Focus on the control plane, **not** the placement algorithm. Concretely, design:
- how the central service learns and tracks the state of each host,
- what data store holds host state and what the **schema** looks like,
- how the system stays correct and fast under **high write concurrency** (every host reporting frequently),
- how it **scales** as the fleet grows to 1,000+ hosts, and
- how it stays available when the central service node fails.
Assume the scheduler reads host state and picks a target host; the placement policy itself (bin-packing, priority, fairness) is out of scope.
### Constraints & Assumptions
- Fleet size: start at ~1,000 hosts; design to grow toward ~10,000.
- Each host reports its status periodically (heartbeat), e.g. every 1-5 seconds.
- Per-host state is small (CPU/GPU utilization, free memory, running-job count, health) — on the order of a few hundred bytes.

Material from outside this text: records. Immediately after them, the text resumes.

//! Logging setup.
//!
//! Console logging is always on. When an OTLP collector is configured and
//! answers a quick TCP probe, traces and log records are exported to it too.

use crate::config::TelemetryConfig;
use axum::extract::MatchedPath;
use axum::http::{Request, Response};
use opentelemetry::trace::TracerProvider;
use opentelemetry_appender_tracing::layer::OpenTelemetryTracingBridge;
use opentelemetry_otlp::WithExportConfig;
use opentelemetry_sdk::logs::SdkLoggerProvider;
use opentelemetry_sdk::trace::SdkTracerProvider;
use std::net::{TcpStream, ToSocketAddrs};
use std::time::Duration;
use tower_http::classify::{ServerErrorsAsFailures, ServerErrorsFailureClass, SharedClassifier};
use tower_http::trace::{
    DefaultOnBodyChunk, DefaultOnEos, MakeSpan, OnFailure, OnResponse, TraceLayer,
};
use tracing::{Level, Span};
use tracing_subscriber::layer::SubscriberExt;
use tracing_subscriber::util::SubscriberInitExt;
use tracing_subscriber::EnvFilter;

const PROBE_TIMEOUT: Duration = Duration::from_millis(100);

fn env_filter() -> EnvFilter {
    EnvFilter::try_from_default_env().unwrap_or_else(|_| EnvFilter::new("info"))
}

fn init_console() {
    tracing_subscriber::registry()
        .with(env_filter())
        .with(tracing_subscriber::fmt::layer())
        .init();
}

/// Whether something is listening at the collector's host:port.
fn collector_reachable(endpoint: &str) -> bool {
    let host_port = endpoint
        .trim_start_matches("http://")
        .trim_start_matches("https://")
        .trim_end_matches('/');

    host_port
        .to_socket_addrs()
        .ok()
        .and_then(|mut addrs| addrs.next())
        .map(|addr| TcpStream::connect_timeout(&addr, PROBE_TIMEOUT).is_ok())
        .unwrap_or(false)
}

fn otel_providers(
    endpoint: &str,
    service_name: &str,
) -> Result<(SdkTracerProvider, SdkLoggerProvider), String> {
    let resource = opentelemetry_sdk::Resource::builder()
        .with_service_name(service_name.to_string())
        .build();

    let trace_exporter = opentelemetry_otlp::SpanExporter::builder()
        .with_tonic()
        .with_endpoint(endpoint)
        .build()
        .map_err(|e| format!("trace exporter: {e}"))?;

    let trace_provider = SdkTracerProvider::builder()
        .with_batch_exporter(trace_exporter)
        .with_resource(resource.clone())
        .build();

    let log_exporter = opentelemetry_otlp::LogExporter::builder()
        .with_tonic()
        .with_endpoint(endpoint)
        .build()
        .map_err(|e| format!("log exporter: {e}"))?;

    let log_provider = SdkLoggerProvider::builder()
        .with_batch_exporter(log_exporter)
        .with_resource(resource)
        .build();

    Ok((trace_provider, log_provider))
}

pub fn init(config: &TelemetryConfig) {
    let Some(endpoint) = config.otlp_endpoint.as_deref() else {
        init_console();
        tracing::debug!("OTEL_EXPORTER_OTLP_ENDPOINT not set, using console logging only");
        return;
    };

    if !collector_reachable(endpoint) {
        init_console();
        tracing::info!(
            "OpenTelemetry endpoint {} not reachable, using console logging only",
            endpoint
        );
        return;
    }

    let (trace_provider, log_provider) = match otel_providers(endpoint, &config.service_name) {
        Ok(providers) => providers,
        Err(e) => {
            init_console();
            tracing::warn!("Failed to set up OpenTelemetry export ({}), using console logging only", e);
            return;
        }
    };

    let tracer = trace_provider.tracer(config.service_name.clone());
    opentelemetry::global::set_tracer_provider(trace_provider);

    tracing_subscriber::registry()
        .with(env_filter())
        .with(tracing_subscriber::fmt::layer())
        .with(tracing_opentelemetry::layer().with_tracer(tracer))
        .with(OpenTelemetryTracingBridge::new(&log_provider))
        .init();

    tracing::info!(
        "OpenTelemetry enabled, exporting traces and logs to {} as {}",
        endpoint,
        config.service_name
    );
}

/// Requests polled by health checks; they get no span and no log line.
const QUIET_PATHS: &[&str] = &["/api/test/ping"];

fn is_quiet(path: &str) -> bool {
    QUIET_PATHS.contains(&path)
}

/// Span and outcome logging for every HTTP request.
#[derive(Debug, Clone, Copy, Default)]
pub struct RequestLog;

pub type RequestTraceLayer = TraceLayer<
    SharedClassifier<ServerErrorsAsFailures>,
    RequestLog,
    (),
    RequestLog,
    DefaultOnBodyChunk,
    DefaultOnEos,
    RequestLog,
>;

pub fn trace_layer() -> RequestTraceLayer {
    TraceLayer::new_for_http()
        .make_span_with(RequestLog)
        .on_request(())
        .on_response(RequestLog)
        .on_failure(RequestLog)
}

impl<B> MakeSpan<B> for RequestLog {
    fn make_span(&mut self, request: &Request<B>) -> Span {
        let path = request
            .extensions()
            .get::<MatchedPath>()
            .map(MatchedPath::as_str)
            .unwrap_or(request.uri().path());

        if is_quiet(path) {
            return Span::none();
        }
        tracing::info_span!(
            "http_request",
            method = %request.method(),
            path = %path,
            query = request.uri().query().unwrap_or_default(),
        )
    }
}

impl<B> OnResponse<B> for RequestLog {
    fn on_response(self, response: &Response<B>, latency: Duration, span: &Span) {
        // Server errors are reported by on_failure.
        if span.is_none() || response.status().is_server_error() {
            return;
        }
        let status = response.status().as_u16();
        let latency_ms = latency.as_millis() as u64;
        if response.status().is_client_error() {
            tracing::event!(Level::WARN, status, latency_ms, "request rejected");
        } else {
            tracing::event!(Level::INFO, status, latency_ms, "request completed");
        }
    }
}

impl OnFailure<ServerErrorsFailureClass> for RequestLog {
    fn on_failure(&mut self, failure: ServerErrorsFailureClass, latency: Duration, _span: &Span) {
        tracing::error!(
            error = %failure,
            latency_ms = latency.as_millis() as u64,
            "request failed"
        );
    }
}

- A dead host must be detected within a few heartbeat intervals (single-digit seconds).
- Both writes (heartbeats) and reads (placement lookups) are frequent; placement can tolerate 1-2 s of staleness.
- Host state is reconstructable from heartbeats; it does not have to survive as durable record-of-truth unless stated otherwise.
- The scheduling/placement algorithm is out of scope.
### Clarifying Questions to Ask
- What heartbeat interval and failure-detection latency are acceptable? (Drives write QPS and timeout thresholds.)
- How fresh must host state be for placement — is 1-2 s of staleness fine, or must reads be strongly consistent?
- Is the fleet in a single data center / region, or geographically distributed?
- What is the durability requirement for host state — purely ephemeral, or must it survive a full control-plane restart?
- How many concurrent placement readers exist (one scheduler, or many)?
- What should happen to in-flight jobs when a host or the central service restarts?
### Part 1 — Host ↔ central service communication
Design the protocol by which the central service learns each host's status. Cover push vs pull, the heartbeat payload, how a new host registers, and how a dead/unresponsive host is detected and marked down.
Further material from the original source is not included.